3. Let her threaten.  Who cares. Just go about your business as usual.




1. Explain to her that the gym is tied to your health.  Mentally and physically speaking.
 
2. It sounds to me she wants to have a baby for the sole reason that she may think it will force you under her control.  It seems that its the lack of control that she has issues with.  She wants more control over you than she currently has.  This is not fair.  Don`t have a baby.  Ask her point blank what her intentions are.
 
3. Let her threaten.  Who cares.

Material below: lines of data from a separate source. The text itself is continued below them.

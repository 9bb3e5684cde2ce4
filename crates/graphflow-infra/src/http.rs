//! reqwest-backed [`HttpTransport`].
//!
//! The `HTTP_REQUEST` executor in graphflow-core builds an
//! [`HttpRequestSpec`]; this transport turns it into a real request. Same
//! dependency-inversion split as the persistence traits: the port lives in
//! core, the IO lives here.

use std::collections::BTreeMap;
use std::time::Duration;

use futures_util::future::BoxFuture;
use graphflow_core::executor::NodeError;
use graphflow_core::repository::http::parse_body;
use graphflow_core::repository::{HttpRequestSpec, HttpResponseData, HttpTransport};
use serde_json::Value;

/// Shared reqwest client. Per-request timeouts come from the spec.
#[derive(Debug, Clone)]
pub struct ReqwestTransport {
    client: reqwest::Client,
}

impl ReqwestTransport {
    /// Build a transport with a connection-level timeout and user agent.
    pub fn new(user_agent: &str, connect_timeout: Duration) -> Result<Self, NodeError> {
        let client = reqwest::Client::builder()
            .connect_timeout(connect_timeout)
            .user_agent(user_agent)
            .build()
            .map_err(|e| NodeError::Http(format!("failed to build HTTP client: {e}")))?;
        Ok(Self { client })
    }

    fn build(&self, spec: &HttpRequestSpec) -> Result<reqwest::Request, NodeError> {
        let method = reqwest::Method::from_bytes(spec.method.as_bytes())
            .map_err(|_| NodeError::InvalidConfig(format!("invalid HTTP method: {}", spec.method)))?;

        let mut request = self
            .client
            .request(method, &spec.url)
            .timeout(spec.timeout);

        if !spec.query.is_empty() {
            request = request.query(&spec.query);
        }
        for (key, value) in &spec.headers {
            request = request.header(key.as_str(), value.as_str());
        }
        if let Some((username, password)) = &spec.basic_auth {
            request = request.basic_auth(username, password.as_deref());
        }
        request = match &spec.body {
            None | Some(Value::Null) => request,
            Some(Value::String(text)) => request.body(text.clone()),
            Some(other) => request.json(other),
        };

        request
            .build()
            .map_err(|e| NodeError::InvalidConfig(format!("invalid request to '{}': {e}", spec.url)))
    }
}

impl HttpTransport for ReqwestTransport {
    fn send(&self, spec: HttpRequestSpec) -> BoxFuture<'_, Result<HttpResponseData, NodeError>> {
        Box::pin(async move {
            let request = self.build(&spec)?;
            let response = self.client.execute(request).await.map_err(|e| {
                if e.is_timeout() {
                    NodeError::Http(format!("HTTP request to '{}' timed out", spec.url))
                } else {
                    NodeError::Http(format!("HTTP request to '{}' failed: {e}", spec.url))
                }
            })?;

            let status = response.status().as_u16();
            let headers: BTreeMap<String, String> = response
                .headers()
                .iter()
                .map(|(k, v)| {
                    (
                        k.as_str().to_string(),
                        v.to_str().unwrap_or("<binary>").to_string(),
                    )
                })
                .collect();
            let text = response.text().await.map_err(|e| {
                NodeError::Http(format!("failed to read HTTP response body: {e}"))
            })?;

            tracing::info!(
                url = spec.url.as_str(),
                status,
                body_len = text.len(),
                "HTTP request completed"
            );

            Ok(HttpResponseData {
                status,
                headers,
                body: parse_body(text),
            })
        })
    }
}

#[cfg(test)]
mod tests {
    use super::*;
    use serde_json::json;

    fn spec(method: &str, body: Option<Value>) -> HttpRequestSpec {
        HttpRequestSpec {
            method: method.into(),
            url: "https://api.example.com/orders".into(),
            headers: BTreeMap::from([("X-Trace".to_string(), "42".to_string())]),
            query: BTreeMap::from([("page".to_string(), "2".to_string())]),
            body,
            basic_auth: None,
            timeout: Duration::from_secs(5),
        }
    }

    fn transport() -> ReqwestTransport {
        ReqwestTransport::new("graphflow/0.1", Duration::from_secs(5)).unwrap()
    }

    #[test]
    fn build_applies_query_headers_and_timeout() {
        let request = transport().build(&spec("GET", None)).unwrap();
        assert_eq!(request.method(), reqwest::Method::GET);
        assert_eq!(request.url().as_str(), "https://api.example.com/orders?page=2");
        assert_eq!(request.headers()["X-Trace"], "42");
        assert_eq!(request.timeout(), Some(&Duration::from_secs(5)));
        assert!(request.body().is_none());
    }

    #[test]
    fn build_json_and_text_bodies() {
        let request = transport()
            .build(&spec("POST", Some(json!({ "name": "John" }))))
            .unwrap();
        assert_eq!(request.headers()["content-type"], "application/json");
        let bytes = request.body().and_then(|b| b.as_bytes()).unwrap();
        assert_eq!(serde_json::from_slice::<Value>(bytes).unwrap(), json!({ "name": "John" }));

        let request = transport()
            .build(&spec("PUT", Some(json!("raw payload"))))
            .unwrap();
        assert_eq!(request.body().and_then(|b| b.as_bytes()), Some(&b"raw payload"[..]));
    }

    #[test]
    fn build_basic_auth() {
        let mut s = spec("GET", None);
        s.basic_auth = Some(("svc".into(), Some("pw".into())));
        let request = transport().build(&s).unwrap();
        let auth = request.headers()["authorization"].to_str().unwrap();
        assert!(auth.starts_with("Basic "));
    }

    #[test]
    fn build_rejects_bad_url() {
        let mut s = spec("GET", None);
        s.url = "not a url".into();
        assert!(matches!(transport().build(&s), Err(NodeError::InvalidConfig(_))));
    }
}
use thiserror::Error;

/// Errors returned by a credential collaborator.
///
/// Passed through unchanged as the failing node's error.
#[derive(Debug, Clone, PartialEq, Eq, Error)]
pub enum CredentialError {
    #[error("credential '{0}' not found")]
    NotFound(String),

    #[error("access denied to credential '{0}'")]
    AccessDenied(String),

    #[error("credential backend error: {0}")]
    Backend(String),
}

/// Errors returned by a persistence collaborator.
#[derive(Debug, Clone, PartialEq, Eq, Error)]
pub enum RepositoryError {
    #[error("not found: {0}")]
    NotFound(String),

    #[error("storage error: {0}")]
    Storage(String),
}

Just go about your business as usual.

4. If she completely changed from before the marriage, tell her you are worried about her physical and mental health as the change is so profound.  Encourage her to get a complete physical check up and to go to a psychologist.  You may consider both going to a counselor.  If she won't go, it may be helpful for you to go alone.
 
5.  Does she say to you that you "suck as a man" and are a "piece of sh*t?"  Calmly tell her that she needs to conduct herself in a more respectable manner if she wants you to listen to what she wants to say. 
 
You could really benefit from reading "Love Must be Tough," in which the main premise is that if you allow yourself to be treated like crap, the other person will continue to treat you like crap and not respect you. 
 
Your woman should read "His Needs, Her Needs" by (somebody Harley [ I can find the full name if you want] ).  It explains the top 5 needs of a man including having an attractive spouse, sex, and how important it is for a man to want to come home to a nice relaxing atmosphere (also lists women's top 5).
 
 
You are not alone in having a bad first year or two in marriage.  "The Five Love Languages" by Gary Chapman is an excellent book and was a huge part of saving many marriages.
 
6.  Don't rely on her to use birth control.  You should be the one responsible for using it, just to be sure.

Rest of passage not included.